The final results of the cash and stock elections, including the consideration to be received by Aames stockholders who validly elected cash and those who validly elected stock, are expected to be announced by Accredited on or about October 5, 2006 after final reconciliation by the exchange agent for the transaction, U.S. Stock Transfer Corporation.
About Accredited
Accredited Home Lenders Holding Co. is a mortgage company operating throughout the U.S. and in Canada. Accredited originates, finances, securitizes, services, and sells non-prime mortgage loans secured by residential real estate. Founded in 1990, the company is headquartered in San Diego. Additional information may be found at www.accredhome.com.

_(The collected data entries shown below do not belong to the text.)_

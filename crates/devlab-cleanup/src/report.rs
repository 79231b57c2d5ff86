//! Sweep outcomes

use serde::Serialize;

/// Outcome of one pass
#[derive(Debug, Clone, Copy, Default, PartialEq, Eq, Serialize)]
pub struct SweepReport {
    /// Items looked at
    pub examined: usize,
    /// Items reclaimed
    pub cleaned: usize,
    /// Items that hit an error (logged)
    pub failed: usize,
}

impl SweepReport {
    /// Nothing went wrong
    #[inline]
    #[must_use]
    pub fn is_clean(&self) -> bool {
        self.failed == 0
    }
}

/// Outcome of one cycle
#[derive(Debug, Clone, Copy, Default, PartialEq, Eq, Serialize)]
pub struct CycleReport {
    /// Expired-scenario pass
    pub expired: SweepReport,
    /// Orphan pass
    pub orphans: SweepReport,
    /// Cycle stopped early on cancellation
    pub interrupted: bool,
}

impl CycleReport {
    /// Total items reclaimed
    #[inline]
    #[must_use]
    pub fn cleaned(&self) -> usize {
        self.expired.cleaned + self.orphans.cleaned
    }

    /// Total failures
    #[inline]
    #[must_use]
    pub fn failed(&self) -> usize {
        self.expired.failed + self.orphans.failed
    }
}
//! Stored status vs live runtime state

use devlab_runtime::LiveStatus;
use devlab_types::ScenarioStatus;

/// Status a record should carry given what the runtime reports
///
/// - `provisioning` + running resource → `running`
/// - any status that may stop + halted resource → `stopped`
/// - otherwise the stored status stands
///
/// `cleaned_up` never changes here.
#[must_use]
pub fn reconcile(stored: ScenarioStatus, live: &LiveStatus) -> ScenarioStatus {
    let target = if live.is_running() && stored == ScenarioStatus::Provisioning {
        ScenarioStatus::Running
    } else if live.is_stopped() {
        ScenarioStatus::Stopped
    } else {
        return stored;
    };

    if stored.can_transition_to(target) {
        target
    } else {
        stored
    }
}

/// Status for a record whose resource no longer exists
#[must_use]
pub fn reconcile_missing(stored: ScenarioStatus) -> ScenarioStatus {
    if stored.can_transition_to(ScenarioStatus::Stopped) {
        ScenarioStatus::Stopped
    } else {
        stored
    }
}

Forward Looking Statements
This news release contains statements which may be forward-looking within the meaning of applicable securities laws. Forward-looking statements include expectations about the future growth and stockholder value arising from the merger of Accredited Home Lenders Holding Co. and Aames Investment Corp., as well as the timing of the final results of the cash and stock election. Actual results and the timing of certain events could differ materially from those projected in or contemplated by these forward-looking statements due to a number of factors, including but not limited to: interest rate volatility and the level of interest rates generally; the nature and amount of competition and the availability of alternative loan products not offered by the company; general political and economic conditions; the sustainability of loan origination volumes; the availability of financing for the origination of mortgage loans; the ability of the company to sell or securitize mortgage loans; the company's ability to grow its portfolio; the ability of the company to manage costs; the ability of the exchange agent to accurately and timely calculate the stock and/or cash elections of Aames' shareholders; and other risk factors as outlined in Accredited Home Lenders Holding Co.'s annual report on Form 10-K for the period ended December 31, 2005, its reports on Form 10-Q for the first and second quarters of 2006, and other documents filed with the SEC. Accredited undertakes no obligation and does not intend to update these forward-looking statements to reflect events or circumstances occurring after this press release. All forward-looking statements speak only as of the date of this press release and are qualified in their entirety by this cautionary statement.